■ WHAT THIS TASK INVOLVES
In the entries that follow, find the line containing "count as f64)"; from there, copy every line exactly through the line containing "colour or grayscale".

[Stored data entries]
*****
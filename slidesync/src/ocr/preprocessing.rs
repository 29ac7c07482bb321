use image::imageops::FilterType;
use image::{DynamicImage, GenericImageView, GrayImage, Luma};

/// Target dimensions when `width x height` exceeds `max_dim` on either side.
///
/// The larger side becomes `max_dim`; the other side is
/// `round(other * max_dim / larger)`, never below 1. Returns `None` when the
/// image already fits.
pub fn scaled_dimensions(width: u32, height: u32, max_dim: u32) -> Option<(u32, u32)> {
    if width <= max_dim && height <= max_dim {
        return None;
    }

    let scale = |other: u32, larger: u32| -> u32 {
        let scaled = (f64::from(other) * f64::from(max_dim) / f64::from(larger)).round();
        (scaled as u32).max(1)
    };

    if width >= height {
        Some((max_dim, scale(height, width)))
    } else {
        Some((scale(width, height), max_dim))
    }
}

/// Downscale an image so neither side exceeds `max_dim`, keeping aspect ratio.
///
/// Uses Lanczos3 filter for high-quality downscaling
pub fn resize_to_cap(img: &DynamicImage, max_dim: u32) -> DynamicImage {
    let (width, height) = img.dimensions();

    match scaled_dimensions(width, height, max_dim) {
        Some((new_width, new_height)) => {
            img.resize_exact(new_width, new_height, FilterType::Lanczos3)
        }
        None => img.clone(),
    }
}

/// Collapse any pixel layout to a single luminance channel.
///
/// Grayscale input is taken as-is (alpha dropped); colour input goes through
/// the usual luma weighting.
fn to_single_channel(img: &DynamicImage) -> GrayImage {
    match img {
        DynamicImage::ImageLuma8(gray) => gray.clone(),
        DynamicImage::ImageLumaA8(luma_a) => {
            GrayImage::from_fn(luma_a.width(), luma_a.height(), |x, y| {
                Luma([luma_a.get_pixel(x, y)[0]])
            })
        }
        other => other.to_luma8(),
    }
}

/// Global threshold chosen by Otsu's method.
///
/// Picks the level that maximizes between-class variance (equivalently,
/// minimizes intra-class variance) over the 256-bin histogram. Pixels
/// `<= threshold` form the dark class. A uniform image yields 0.
pub fn otsu_threshold(gray: &GrayImage) -> u8 {
    let mut histogram = [0u64; 256];
    for pixel in gray.pixels() {
        histogram[pixel[0] as usize] += 1;
    }

    let total: u64 = histogram.iter().sum();
    if total == 0 {
        return 0;
    }

    let sum_all: f64 = histogram
        .iter()
        .enumerate()
        .map(|(level, &count)| level as f64 * count as f64)
        .sum();

    let mut weight_dark = 0u64;
    let mut sum_dark = 0.0f64;
    let mut best_variance = 0.0f64;
    let mut threshold = 0u8;

    for (level, &count) in histogram.iter().enumerate() {
        weight_dark += count;
        if weight_dark == 0 {
            continue;
        }
        let weight_light = total - weight_dark;
        if weight_light == 0 {
            break;
        }

        sum_dark += level as f64 * count as f64;
        let mean_dark = sum_dark / weight_dark as f64;
        let mean_light = (sum_all - sum_dark) / weight_light as f64;
        let between =
            weight_dark as f64 * weight_light as f64 * (mean_dark - mean_light).powi(2);

        if between > best_variance {
            best_variance = between;
            threshold = level as u8;
        }
    }

    threshold
}

/// Two-level output: `> threshold` becomes 255, everything else 0.
pub fn binarize(gray: &GrayImage, threshold: u8) -> GrayImage {
    GrayImage::from_fn(gray.width(), gray.height(), |x, y| {
        if gray.get_pixel(x, y)[0] > threshold {
            Luma([255])
        } else {
            Luma([0])
        }
    })
}

/// Prepare an image for text extraction.
///
/// Applies the following transformations to a copy of `img`:
/// 1. Resizes when either side exceeds `max_dim` (aspect ratio kept)
/// 2. Converts to a single channel
/// 3. Binarizes with an Otsu threshold
///
/// # Arguments
/// * `img` - Decoded image, colour or grayscale
/// * `max_dim` - Resolution cap for the longer side
///
/// # Returns
/// Binary grayscale image (every pixel is 0 or 255)
pub fn normalize(img: &DynamicImage, max_dim: u32) -> GrayImage {
    let (width, height) = img.dimensions();

    let gray = match scaled_dimensions(width, height, max_dim) {
        Some((new_width, new_height)) => {
            to_single_channel(&img.resize_exact(new_width, new_height, FilterType::Lanczos3))
        }
        None => to_single_channel(img),
    };

    let threshold = otsu_threshold(&gray);
    tracing::debug!(
        width = gray.width(),
        height = gray.height(),
        threshold,
        "Normalized image for OCR"
    );

    binarize(&gray, threshold)
}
*****
■ RESULT FOR THIS TASK
        .map(|(level, &count)| level as f64 * count as f64)
        .sum();

    let mut weight_dark = 0u64;
    let mut sum_dark = 0.0f64;
    let mut best_variance = 0.0f64;
    let mut threshold = 0u8;

    for (level, &count) in histogram.iter().enumerate() {
        weight_dark += count;
        if weight_dark == 0 {
            continue;
        }
        let weight_light = total - weight_dark;
        if weight_light == 0 {
            break;
        }

        sum_dark += level as f64 * count as f64;
        let mean_dark = sum_dark / weight_dark as f64;
        let mean_light = (sum_all - sum_dark) / weight_light as f64;
        let between =
            weight_dark as f64 * weight_light as f64 * (mean_dark - mean_light).powi(2);

        if between > best_variance {
            best_variance = between;
            threshold = level as u8;
        }
    }

    threshold
}

/// Two-level output: `> threshold` becomes 255, everything else 0.
pub fn binarize(gray: &GrayImage, threshold: u8) -> GrayImage {
    GrayImage::from_fn(gray.width(), gray.height(), |x, y| {
        if gray.get_pixel(x, y)[0] > threshold {
            Luma([255])
        } else {
            Luma([0])
        }
    })
}

/// Prepare an image for text extraction.
///
/// Applies the following transformations to a copy of `img`:
/// 1. Resizes when either side exceeds `max_dim` (aspect ratio kept)
/// 2. Converts to a single channel
/// 3. Binarizes with an Otsu threshold
///
/// # Arguments
/// * `img` - Decoded image, colour or grayscale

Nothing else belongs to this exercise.